◆ What is needed
Set down the whole listing verbatim.
━━ Data supplied ━━
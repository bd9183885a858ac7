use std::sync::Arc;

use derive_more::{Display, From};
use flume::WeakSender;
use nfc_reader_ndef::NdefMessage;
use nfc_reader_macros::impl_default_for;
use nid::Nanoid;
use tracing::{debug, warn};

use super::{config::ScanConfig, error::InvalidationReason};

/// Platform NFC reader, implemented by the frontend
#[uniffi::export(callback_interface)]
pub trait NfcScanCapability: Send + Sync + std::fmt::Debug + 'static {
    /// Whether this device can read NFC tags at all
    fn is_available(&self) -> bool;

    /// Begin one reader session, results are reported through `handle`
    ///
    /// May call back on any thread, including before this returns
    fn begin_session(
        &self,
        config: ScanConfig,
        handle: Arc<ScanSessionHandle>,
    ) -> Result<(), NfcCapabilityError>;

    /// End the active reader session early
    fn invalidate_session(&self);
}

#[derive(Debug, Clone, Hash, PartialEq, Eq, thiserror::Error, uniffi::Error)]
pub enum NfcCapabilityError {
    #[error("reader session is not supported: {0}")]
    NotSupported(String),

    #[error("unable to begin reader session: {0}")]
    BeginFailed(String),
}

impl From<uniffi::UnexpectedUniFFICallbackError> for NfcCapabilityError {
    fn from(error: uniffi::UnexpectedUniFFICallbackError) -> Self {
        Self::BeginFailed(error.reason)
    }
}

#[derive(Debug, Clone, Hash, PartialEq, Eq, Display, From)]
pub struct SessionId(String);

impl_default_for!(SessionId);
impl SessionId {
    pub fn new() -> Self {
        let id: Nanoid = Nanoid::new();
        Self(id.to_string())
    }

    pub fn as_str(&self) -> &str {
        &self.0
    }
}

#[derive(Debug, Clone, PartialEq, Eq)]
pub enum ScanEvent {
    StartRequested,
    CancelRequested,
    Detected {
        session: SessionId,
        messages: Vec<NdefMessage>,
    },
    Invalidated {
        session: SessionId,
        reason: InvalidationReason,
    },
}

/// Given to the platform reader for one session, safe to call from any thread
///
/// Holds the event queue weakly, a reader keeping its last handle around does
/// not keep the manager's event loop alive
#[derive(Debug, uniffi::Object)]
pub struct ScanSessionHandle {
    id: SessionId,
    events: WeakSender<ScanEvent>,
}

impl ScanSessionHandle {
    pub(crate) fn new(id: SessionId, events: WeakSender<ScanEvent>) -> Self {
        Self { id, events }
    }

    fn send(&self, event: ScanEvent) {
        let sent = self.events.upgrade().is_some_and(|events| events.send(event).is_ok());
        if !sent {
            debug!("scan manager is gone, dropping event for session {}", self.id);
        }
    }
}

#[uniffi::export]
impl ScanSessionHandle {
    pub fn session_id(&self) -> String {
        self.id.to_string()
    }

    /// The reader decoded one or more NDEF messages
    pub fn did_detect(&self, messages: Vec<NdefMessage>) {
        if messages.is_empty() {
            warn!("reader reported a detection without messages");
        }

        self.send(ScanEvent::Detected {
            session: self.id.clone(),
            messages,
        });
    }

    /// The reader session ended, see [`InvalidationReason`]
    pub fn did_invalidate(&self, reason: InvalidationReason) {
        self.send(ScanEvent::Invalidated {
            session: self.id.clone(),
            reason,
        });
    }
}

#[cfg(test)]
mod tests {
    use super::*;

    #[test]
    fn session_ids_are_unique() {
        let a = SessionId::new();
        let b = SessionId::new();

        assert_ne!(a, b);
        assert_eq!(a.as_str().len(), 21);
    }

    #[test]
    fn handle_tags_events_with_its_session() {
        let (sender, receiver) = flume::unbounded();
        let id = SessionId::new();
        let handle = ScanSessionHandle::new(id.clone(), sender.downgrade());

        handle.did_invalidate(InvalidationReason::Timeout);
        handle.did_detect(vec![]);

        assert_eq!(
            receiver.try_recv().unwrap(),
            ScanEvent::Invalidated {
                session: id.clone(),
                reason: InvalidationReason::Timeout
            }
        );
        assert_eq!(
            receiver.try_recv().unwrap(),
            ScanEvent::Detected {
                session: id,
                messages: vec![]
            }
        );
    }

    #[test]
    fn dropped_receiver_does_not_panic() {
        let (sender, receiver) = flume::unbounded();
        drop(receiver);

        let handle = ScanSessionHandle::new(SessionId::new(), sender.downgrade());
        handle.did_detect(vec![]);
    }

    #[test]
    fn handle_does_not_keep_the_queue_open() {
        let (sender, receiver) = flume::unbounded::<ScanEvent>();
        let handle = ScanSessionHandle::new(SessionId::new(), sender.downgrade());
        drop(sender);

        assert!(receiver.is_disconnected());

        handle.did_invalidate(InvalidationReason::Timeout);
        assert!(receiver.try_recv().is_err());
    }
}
━━━
◆ Expected answer
repository bd9183885a858ac7
use std::sync::Arc;

use derive_more::{Display, From};
use flume::WeakSender;
use nfc_reader_ndef::NdefMessage;
use nfc_reader_macros::impl_default_for;
use nid::Nanoid;
use tracing::{debug, warn};

use super::{config::ScanConfig, error::InvalidationReason};

/// Platform NFC reader, implemented by the frontend
#[uniffi::export(callback_interface)]
pub trait NfcScanCapability: Send + Sync + std::fmt::Debug + 'static {
    /// Whether this device can read NFC tags at all
    fn is_available(&self) -> bool;

    /// Begin one reader session, results are reported through `handle`
    ///
    /// May call back on any thread, including before this returns
    fn begin_session(
        &self,
        config: ScanConfig,
        handle: Arc<ScanSessionHandle>,
    ) -> Result<(), NfcCapabilityError>;

    /// End the active reader session early
    fn invalidate_session(&self);
}

#[derive(Debug, Clone, Hash, PartialEq, Eq, thiserror::Error, uniffi::Error)]
pub enum NfcCapabilityError {
    #[error("reader session is not supported: {0}")]
    NotSupported(String),

    #[error("unable to begin reader session: {0}")]
    BeginFailed(String),
}

impl From<uniffi::UnexpectedUniFFICallbackError> for NfcCapabilityError {
    fn from(error: uniffi::UnexpectedUniFFICallbackError) -> Self {
        Self::BeginFailed(error.reason)
    }
}

#[derive(Debug, Clone, Hash, PartialEq, Eq, Display, From)]
pub struct SessionId(String);

impl_default_for!(SessionId);
impl SessionId {
    pub fn new() -> Self {
        let id: Nanoid = Nanoid::new();
        Self(id.to_string())
    }

    pub fn as_str(&self) -> &str {
        &self.0
    }
}

#[derive(Debug, Clone, PartialEq, Eq)]
pub enum ScanEvent {
    StartRequested,
    CancelRequested,
    Detected {
        session: SessionId,
        messages: Vec<NdefMessage>,
    },
    Invalidated {
        session: SessionId,
        reason: InvalidationReason,
    },
}

/// Given to the platform reader for one session, safe to call from any thread
///
/// Holds the event queue weakly, a reader keeping its last handle around does
/// not keep the manager's event loop alive
#[derive(Debug, uniffi::Object)]
pub struct ScanSessionHandle {
    id: SessionId,
    events: WeakSender<ScanEvent>,
}

impl ScanSessionHandle {
    pub(crate) fn new(id: SessionId, events: WeakSender<ScanEvent>) -> Self {
        Self { id, events }
    }

    fn send(&self, event: ScanEvent) {
        let sent = self.events.upgrade().is_some_and(|events| events.send(event).is_ok());
        if !sent {
            debug!("scan manager is gone, dropping event for session {}", self.id);
        }
    }
}

#[uniffi::export]
impl ScanSessionHandle {
    pub fn session_id(&self) -> String {
        self.id.to_string()
    }

    /// The reader decoded one or more NDEF messages
    pub fn did_detect(&self, messages: Vec<NdefMessage>) {
        if messages.is_empty() {
            warn!("reader reported a detection without messages");
        }

        self.send(ScanEvent::Detected {
            session: self.id.clone(),
            messages,
        });
    }

    /// The reader session ended, see [`InvalidationReason`]
    pub fn did_invalidate(&self, reason: InvalidationReason) {
        self.send(ScanEvent::Invalidated {
            session: self.id.clone(),
            reason,
        });
    }
}

#[cfg(test)]
mod tests {
    use super::*;

    #[test]
    fn session_ids_are_unique() {
        let a = SessionId::new();
        let b = SessionId::new();

        assert_ne!(a, b);
        assert_eq!(a.as_str().len(), 21);
    }

    #[test]
    fn handle_tags_events_with_its_session() {
        let (sender, receiver) = flume::unbounded();
        let id = SessionId::new();
        let handle = ScanSessionHandle::new(id.clone(), sender.downgrade());

        handle.did_invalidate(InvalidationReason::Timeout);
        handle.did_detect(vec![]);

        assert_eq!(
            receiver.try_recv().unwrap(),
            ScanEvent::Invalidated {
                session: id.clone(),
                reason: InvalidationReason::Timeout
            }
        );
        assert_eq!(
            receiver.try_recv().unwrap(),
            ScanEvent::Detected {
                session: id,
                messages: vec![]
            }
        );
    }

    #[test]
    fn dropped_receiver_does_not_panic() {
        let (sender, receiver) = flume::unbounded();
        drop(receiver);

        let handle = ScanSessionHandle::new(SessionId::new(), sender.downgrade());
        handle.did_detect(vec![]);
    }

    #[test]
    fn handle_does_not_keep_the_queue_open() {
        let (sender, receiver) = flume::unbounded::<ScanEvent>();
        let handle = ScanSessionHandle::new(SessionId::new(), sender.downgrade());
        drop(sender);

        assert!(receiver.is_disconnected());

        handle.did_invalidate(InvalidationReason::Timeout);
        assert!(receiver.try_recv().is_err());
    }
}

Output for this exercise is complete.